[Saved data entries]
::::

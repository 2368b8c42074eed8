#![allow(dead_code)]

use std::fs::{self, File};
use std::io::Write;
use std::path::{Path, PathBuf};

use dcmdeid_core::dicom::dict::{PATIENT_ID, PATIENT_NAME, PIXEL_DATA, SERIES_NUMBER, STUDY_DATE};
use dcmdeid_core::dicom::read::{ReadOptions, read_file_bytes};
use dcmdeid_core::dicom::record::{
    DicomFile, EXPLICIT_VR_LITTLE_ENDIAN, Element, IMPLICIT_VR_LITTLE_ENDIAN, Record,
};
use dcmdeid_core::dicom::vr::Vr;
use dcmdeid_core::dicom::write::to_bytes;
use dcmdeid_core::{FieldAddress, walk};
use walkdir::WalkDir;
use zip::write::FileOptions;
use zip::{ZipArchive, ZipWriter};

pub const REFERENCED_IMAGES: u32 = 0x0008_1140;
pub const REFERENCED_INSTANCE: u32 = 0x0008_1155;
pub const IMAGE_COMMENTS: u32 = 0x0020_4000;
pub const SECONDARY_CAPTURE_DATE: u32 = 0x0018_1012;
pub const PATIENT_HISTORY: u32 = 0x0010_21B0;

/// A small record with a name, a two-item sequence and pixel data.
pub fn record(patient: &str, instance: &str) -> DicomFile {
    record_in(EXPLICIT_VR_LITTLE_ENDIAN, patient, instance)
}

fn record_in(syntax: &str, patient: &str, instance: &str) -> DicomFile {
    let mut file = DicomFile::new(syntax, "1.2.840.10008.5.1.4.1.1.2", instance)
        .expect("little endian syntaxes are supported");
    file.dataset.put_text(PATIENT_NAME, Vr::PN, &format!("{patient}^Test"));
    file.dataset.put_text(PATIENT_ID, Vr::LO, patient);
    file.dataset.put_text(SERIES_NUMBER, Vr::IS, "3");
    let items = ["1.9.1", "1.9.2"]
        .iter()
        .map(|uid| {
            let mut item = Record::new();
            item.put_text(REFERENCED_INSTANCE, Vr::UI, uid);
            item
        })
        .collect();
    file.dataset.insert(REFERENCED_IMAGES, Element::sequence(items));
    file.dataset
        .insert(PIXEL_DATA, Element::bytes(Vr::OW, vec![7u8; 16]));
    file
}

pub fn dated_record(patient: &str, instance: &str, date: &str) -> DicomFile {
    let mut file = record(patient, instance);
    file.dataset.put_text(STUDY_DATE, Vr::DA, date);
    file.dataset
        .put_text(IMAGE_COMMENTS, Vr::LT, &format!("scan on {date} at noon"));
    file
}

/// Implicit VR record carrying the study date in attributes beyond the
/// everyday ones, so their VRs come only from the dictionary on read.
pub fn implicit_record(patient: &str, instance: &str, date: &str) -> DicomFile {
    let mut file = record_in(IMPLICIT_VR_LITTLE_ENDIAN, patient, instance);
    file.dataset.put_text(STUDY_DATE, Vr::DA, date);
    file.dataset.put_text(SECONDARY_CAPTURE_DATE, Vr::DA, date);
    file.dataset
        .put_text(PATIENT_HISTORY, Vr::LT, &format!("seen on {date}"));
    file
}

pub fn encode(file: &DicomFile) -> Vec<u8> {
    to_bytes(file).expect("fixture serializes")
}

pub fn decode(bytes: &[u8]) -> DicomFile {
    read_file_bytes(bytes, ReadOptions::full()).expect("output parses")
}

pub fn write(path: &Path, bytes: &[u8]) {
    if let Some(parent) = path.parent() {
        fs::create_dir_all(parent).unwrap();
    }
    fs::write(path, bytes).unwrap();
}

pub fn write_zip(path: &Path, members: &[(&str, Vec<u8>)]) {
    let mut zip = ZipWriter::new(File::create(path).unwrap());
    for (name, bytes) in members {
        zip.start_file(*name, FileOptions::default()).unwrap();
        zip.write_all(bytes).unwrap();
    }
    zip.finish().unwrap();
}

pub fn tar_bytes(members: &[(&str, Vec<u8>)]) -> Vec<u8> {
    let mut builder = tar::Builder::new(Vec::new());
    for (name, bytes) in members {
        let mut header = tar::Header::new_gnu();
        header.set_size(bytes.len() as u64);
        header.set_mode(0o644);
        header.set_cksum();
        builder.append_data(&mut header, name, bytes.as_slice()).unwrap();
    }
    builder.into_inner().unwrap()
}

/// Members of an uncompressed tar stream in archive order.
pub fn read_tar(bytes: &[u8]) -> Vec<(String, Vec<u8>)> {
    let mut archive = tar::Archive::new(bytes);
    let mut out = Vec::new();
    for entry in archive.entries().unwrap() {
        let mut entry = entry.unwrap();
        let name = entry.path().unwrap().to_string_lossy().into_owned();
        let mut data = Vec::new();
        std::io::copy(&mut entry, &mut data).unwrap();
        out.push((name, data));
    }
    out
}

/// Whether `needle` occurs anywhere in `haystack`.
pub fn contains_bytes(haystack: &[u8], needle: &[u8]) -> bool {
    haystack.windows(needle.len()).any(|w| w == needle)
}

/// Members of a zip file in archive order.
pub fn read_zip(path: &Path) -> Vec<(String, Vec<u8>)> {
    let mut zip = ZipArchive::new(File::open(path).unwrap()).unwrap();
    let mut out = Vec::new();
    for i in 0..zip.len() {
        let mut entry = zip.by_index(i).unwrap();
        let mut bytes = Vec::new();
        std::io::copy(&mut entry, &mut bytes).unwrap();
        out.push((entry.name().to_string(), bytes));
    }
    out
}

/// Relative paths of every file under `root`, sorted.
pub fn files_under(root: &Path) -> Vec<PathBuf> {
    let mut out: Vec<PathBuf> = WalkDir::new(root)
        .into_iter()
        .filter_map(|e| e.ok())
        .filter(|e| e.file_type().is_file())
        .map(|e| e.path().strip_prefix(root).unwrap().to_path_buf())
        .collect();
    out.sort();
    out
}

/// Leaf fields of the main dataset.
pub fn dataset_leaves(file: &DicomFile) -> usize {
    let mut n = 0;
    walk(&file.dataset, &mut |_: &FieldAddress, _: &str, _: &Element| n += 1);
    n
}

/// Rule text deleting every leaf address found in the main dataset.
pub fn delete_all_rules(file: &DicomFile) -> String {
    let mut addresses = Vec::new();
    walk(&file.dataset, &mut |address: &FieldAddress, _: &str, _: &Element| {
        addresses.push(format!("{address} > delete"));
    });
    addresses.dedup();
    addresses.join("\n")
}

::::

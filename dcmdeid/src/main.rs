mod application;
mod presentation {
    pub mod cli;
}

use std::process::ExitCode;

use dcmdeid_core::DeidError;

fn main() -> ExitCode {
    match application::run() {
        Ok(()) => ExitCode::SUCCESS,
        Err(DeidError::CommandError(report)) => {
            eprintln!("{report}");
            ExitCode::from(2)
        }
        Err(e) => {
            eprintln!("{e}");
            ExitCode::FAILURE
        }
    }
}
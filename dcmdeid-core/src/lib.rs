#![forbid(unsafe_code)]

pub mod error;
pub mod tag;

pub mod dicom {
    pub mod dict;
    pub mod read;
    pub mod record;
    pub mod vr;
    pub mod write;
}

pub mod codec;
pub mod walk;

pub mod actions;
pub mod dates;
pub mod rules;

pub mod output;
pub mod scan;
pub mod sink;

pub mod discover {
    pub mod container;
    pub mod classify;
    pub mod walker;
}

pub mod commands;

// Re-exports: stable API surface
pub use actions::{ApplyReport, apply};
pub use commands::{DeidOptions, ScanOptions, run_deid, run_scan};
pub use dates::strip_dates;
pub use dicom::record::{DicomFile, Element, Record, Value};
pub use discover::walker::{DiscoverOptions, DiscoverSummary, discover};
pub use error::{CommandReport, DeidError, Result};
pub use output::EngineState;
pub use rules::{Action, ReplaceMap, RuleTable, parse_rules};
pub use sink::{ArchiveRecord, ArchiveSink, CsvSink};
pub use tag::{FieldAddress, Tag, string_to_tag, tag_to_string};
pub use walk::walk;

::::

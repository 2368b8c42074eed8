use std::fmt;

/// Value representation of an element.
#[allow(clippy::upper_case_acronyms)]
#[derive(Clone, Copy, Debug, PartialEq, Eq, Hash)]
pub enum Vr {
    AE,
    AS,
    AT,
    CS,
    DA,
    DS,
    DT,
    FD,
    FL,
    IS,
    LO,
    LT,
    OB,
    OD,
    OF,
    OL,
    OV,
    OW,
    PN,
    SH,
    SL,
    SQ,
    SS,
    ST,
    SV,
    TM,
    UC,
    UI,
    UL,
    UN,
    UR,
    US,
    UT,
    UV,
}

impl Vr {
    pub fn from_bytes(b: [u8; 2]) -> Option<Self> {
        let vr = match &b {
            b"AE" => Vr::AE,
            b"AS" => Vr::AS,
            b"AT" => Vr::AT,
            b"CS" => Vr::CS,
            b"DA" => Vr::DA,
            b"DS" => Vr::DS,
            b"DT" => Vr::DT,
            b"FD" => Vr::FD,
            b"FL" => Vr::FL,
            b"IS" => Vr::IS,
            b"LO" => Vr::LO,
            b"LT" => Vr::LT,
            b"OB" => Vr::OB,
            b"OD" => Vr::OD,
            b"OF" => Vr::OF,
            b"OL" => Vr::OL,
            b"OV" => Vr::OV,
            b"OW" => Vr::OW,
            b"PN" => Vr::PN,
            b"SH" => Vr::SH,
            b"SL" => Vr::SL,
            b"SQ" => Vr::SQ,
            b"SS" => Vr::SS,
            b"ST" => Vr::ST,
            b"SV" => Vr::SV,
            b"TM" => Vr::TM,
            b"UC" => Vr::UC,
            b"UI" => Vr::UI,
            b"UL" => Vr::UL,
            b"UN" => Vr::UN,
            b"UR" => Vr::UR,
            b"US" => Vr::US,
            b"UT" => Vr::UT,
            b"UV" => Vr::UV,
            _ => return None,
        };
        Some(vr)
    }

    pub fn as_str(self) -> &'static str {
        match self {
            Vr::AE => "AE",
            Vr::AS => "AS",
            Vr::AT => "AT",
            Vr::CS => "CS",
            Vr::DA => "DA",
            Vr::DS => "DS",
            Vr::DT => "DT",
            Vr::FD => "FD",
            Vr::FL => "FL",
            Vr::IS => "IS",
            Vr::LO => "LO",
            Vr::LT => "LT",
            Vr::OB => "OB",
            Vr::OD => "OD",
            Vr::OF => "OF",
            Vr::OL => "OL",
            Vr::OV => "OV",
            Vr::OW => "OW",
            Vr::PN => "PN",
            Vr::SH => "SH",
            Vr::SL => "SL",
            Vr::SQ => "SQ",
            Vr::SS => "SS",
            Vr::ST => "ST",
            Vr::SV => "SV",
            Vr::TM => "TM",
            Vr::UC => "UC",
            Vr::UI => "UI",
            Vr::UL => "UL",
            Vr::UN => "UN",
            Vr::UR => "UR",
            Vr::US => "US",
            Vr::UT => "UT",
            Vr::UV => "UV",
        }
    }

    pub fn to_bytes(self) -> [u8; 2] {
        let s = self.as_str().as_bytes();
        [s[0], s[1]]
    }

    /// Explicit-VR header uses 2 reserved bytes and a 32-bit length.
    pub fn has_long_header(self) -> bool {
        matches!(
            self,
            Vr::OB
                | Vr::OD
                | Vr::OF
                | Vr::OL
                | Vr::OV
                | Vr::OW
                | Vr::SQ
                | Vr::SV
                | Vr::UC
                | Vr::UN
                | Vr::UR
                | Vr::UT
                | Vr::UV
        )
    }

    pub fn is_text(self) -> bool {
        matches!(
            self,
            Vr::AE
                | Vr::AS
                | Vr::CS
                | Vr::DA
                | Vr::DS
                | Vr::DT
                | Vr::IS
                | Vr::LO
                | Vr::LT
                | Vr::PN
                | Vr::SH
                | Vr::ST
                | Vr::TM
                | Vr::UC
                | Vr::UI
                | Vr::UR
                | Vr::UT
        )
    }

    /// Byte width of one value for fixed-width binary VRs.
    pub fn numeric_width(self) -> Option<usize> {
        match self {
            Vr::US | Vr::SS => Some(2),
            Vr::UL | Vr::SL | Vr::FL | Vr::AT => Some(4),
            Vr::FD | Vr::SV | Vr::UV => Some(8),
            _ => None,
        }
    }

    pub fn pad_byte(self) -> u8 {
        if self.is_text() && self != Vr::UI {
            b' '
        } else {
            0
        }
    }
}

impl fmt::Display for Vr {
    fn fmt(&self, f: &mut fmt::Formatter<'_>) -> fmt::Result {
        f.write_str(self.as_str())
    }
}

::::

ACTIVITY: Show every line above in which the word "sink" occurs.

FINISHED TASK:
pub mod sink;
pub use sink::{ArchiveRecord, ArchiveSink, CsvSink};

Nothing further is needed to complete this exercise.